What is needed.
Read the records below and copy each line that contains "channel".

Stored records
┄┄┄┄┄┄┄┄┄┄

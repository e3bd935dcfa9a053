//! Awaiting the final value of a run.
//!
//! [`settle`] bridges a combinator's final continuation to a future, so
//! async code can start a loop or join and `.await` its result.
//!
//! # Examples
//!
//! ```rust
//! use kiter::engine::Engine;
//! use kiter::settle::settle;
//!
//! # futures::executor::block_on(async {
//! let engine = Engine::new();
//! let doubled = settle(|resolve| {
//!     engine.map(vec![1, 2, 3], |item, collect| collect.collect([item * 2]), resolve)
//! })
//! .await
//! .unwrap();
//!
//! assert_eq!(doubled, vec![2, 4, 6]);
//! # });
//! ```

use std::future::Future;

use futures::channel::oneshot;

use crate::error::{EngineError, Outcome};

/// A final continuation that completes a [`settle`] future.
pub type Resolve<T> = Box<dyn FnOnce(T) + 'static>;

/// Starts a run and returns a future of its final value.
///
/// `start` is called immediately with a [`Resolve`] to use as the run's final
/// continuation.
///
/// # Errors
///
/// The future resolves to the error `start` returned, if any, or to
/// [`EngineError::Abandoned`] if the run was dropped without finishing (every
/// continuation into it was released while it was stalled).
pub fn settle<T, F>(start: F) -> impl Future<Output = Result<T, EngineError>>
where
    T: 'static,
    F: FnOnce(Resolve<T>) -> Outcome,
{
    let (sender, receiver) = oneshot::channel();
    let resolve: Resolve<T> = Box::new(move |value| {
        // The receiver may have been dropped by a caller that lost interest.
        let _ = sender.send(value);
    });
    let started = start(resolve);
    async move {
        started?;
        receiver.await.map_err(|_canceled| EngineError::Abandoned)
    }
}
//! Stack-safe re-entry via trampolining.
//!
//! A [`Trampoline`] is a loop iteration encoded as data. Instead of a step
//! calling the next step (which grows the stack by one frame per iteration),
//! it returns a [`Trampoline::Suspend`] describing the next step, and
//! [`Trampoline::run`] interprets the chain in a flat loop.
//!
//! Rust does not guarantee tail calls, so this is how the loop driver keeps
//! "re-enter the step" in tail form: an immediate governor hands the bounce
//! back to the caller to be run here, a deferred governor parks it in a queue.
//!
//! # Examples
//!
//! ```rust
//! use kiter::control::Trampoline;
//!
//! fn count_down(n: u64) -> Trampoline<u64> {
//!     if n == 0 {
//!         Trampoline::done(0)
//!     } else {
//!         Trampoline::suspend(move || count_down(n - 1))
//!     }
//! }
//!
//! // This would overflow the stack with plain recursion
//! assert_eq!(count_down(1_000_000).run(), 0);
//! ```

use std::fmt;

/// A computation that is either finished or needs one more bounce.
///
/// # Type Parameters
///
/// * `A` - The type of the final result. Must be `'static` to run, because
///   suspended steps are boxed closures.
pub enum Trampoline<A> {
    /// The computation has completed with value `A`.
    Done(A),
    /// The computation needs another step.
    Suspend(Box<dyn FnOnce() -> Self + 'static>),
}

impl<A> Trampoline<A> {
    /// Creates a completed trampoline with the given value.
    ///
    /// # Examples
    ///
    /// ```rust
    /// use kiter::control::Trampoline;
    ///
    /// assert_eq!(Trampoline::done(42).run(), 42);
    /// ```
    #[inline]
    pub const fn done(value: A) -> Self {
        Self::Done(value)
    }

    /// Creates a suspended trampoline that continues with `thunk`.
    ///
    /// The thunk is not evaluated until the trampoline is run.
    #[inline]
    pub fn suspend<F>(thunk: F) -> Self
    where
        F: FnOnce() -> Self + 'static,
    {
        Self::Suspend(Box::new(thunk))
    }

    /// Returns `true` if no bounce is left.
    #[inline]
    pub const fn is_done(&self) -> bool {
        matches!(self, Self::Done(_))
    }
}

impl<A: 'static> Trampoline<A> {
    /// Runs the trampoline to completion in constant stack space.
    pub fn run(self) -> A {
        let mut current = self;

        loop {
            match current {
                Self::Done(value) => return value,
                Self::Suspend(thunk) => current = thunk(),
            }
        }
    }
}

impl<A: fmt::Debug> fmt::Debug for Trampoline<A> {
    fn fmt(&self, formatter: &mut fmt::Formatter<'_>) -> fmt::Result {
        match self {
            Self::Done(value) => formatter.debug_tuple("Done").field(value).finish(),
            Self::Suspend(_) => formatter.debug_tuple("Suspend").field(&"<thunk>").finish(),
        }
    }
}
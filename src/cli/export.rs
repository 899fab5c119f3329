use std::path::PathBuf;

use anyhow::Result;
use chrono::{DateTime, SecondsFormat, Utc};
use serde::Serialize;

use crate::{daemon::storage::entities::StatsDocument, utils::time::date_key};

/// What the export file holds: the stored document verbatim plus the moment
/// it was taken.
#[derive(Serialize)]
#[serde(rename_all = "camelCase")]
struct ExportDocument<'a> {
    #[serde(flatten)]
    document: &'a StatsDocument,
    export_date: String,
}

/// Default export file name for a given day.
pub fn export_file_name(now: DateTime<Utc>) -> String {
    format!("productivity-data-{}.json", date_key(now.date_naive()))
}

/// Writes the document to a JSON file and returns the path. No validation
/// happens on the way out: whatever is in storage is what lands in the file.
pub async fn export_data(
    document: &StatsDocument,
    out: Option<PathBuf>,
    now: DateTime<Utc>,
) -> Result<PathBuf> {
    let path = out.unwrap_or_else(|| PathBuf::from(export_file_name(now)));
    let payload = serde_json::to_vec_pretty(&ExportDocument {
        document,
        export_date: now.to_rfc3339_opts(SecondsFormat::Millis, true),
    })?;
    tokio::fs::write(&path, payload).await?;
    Ok(path)
}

┄┄┄┄┄┄┄┄┄┄

Result for this exercise.
use futures::channel::oneshot;
    let (sender, receiver) = oneshot::channel();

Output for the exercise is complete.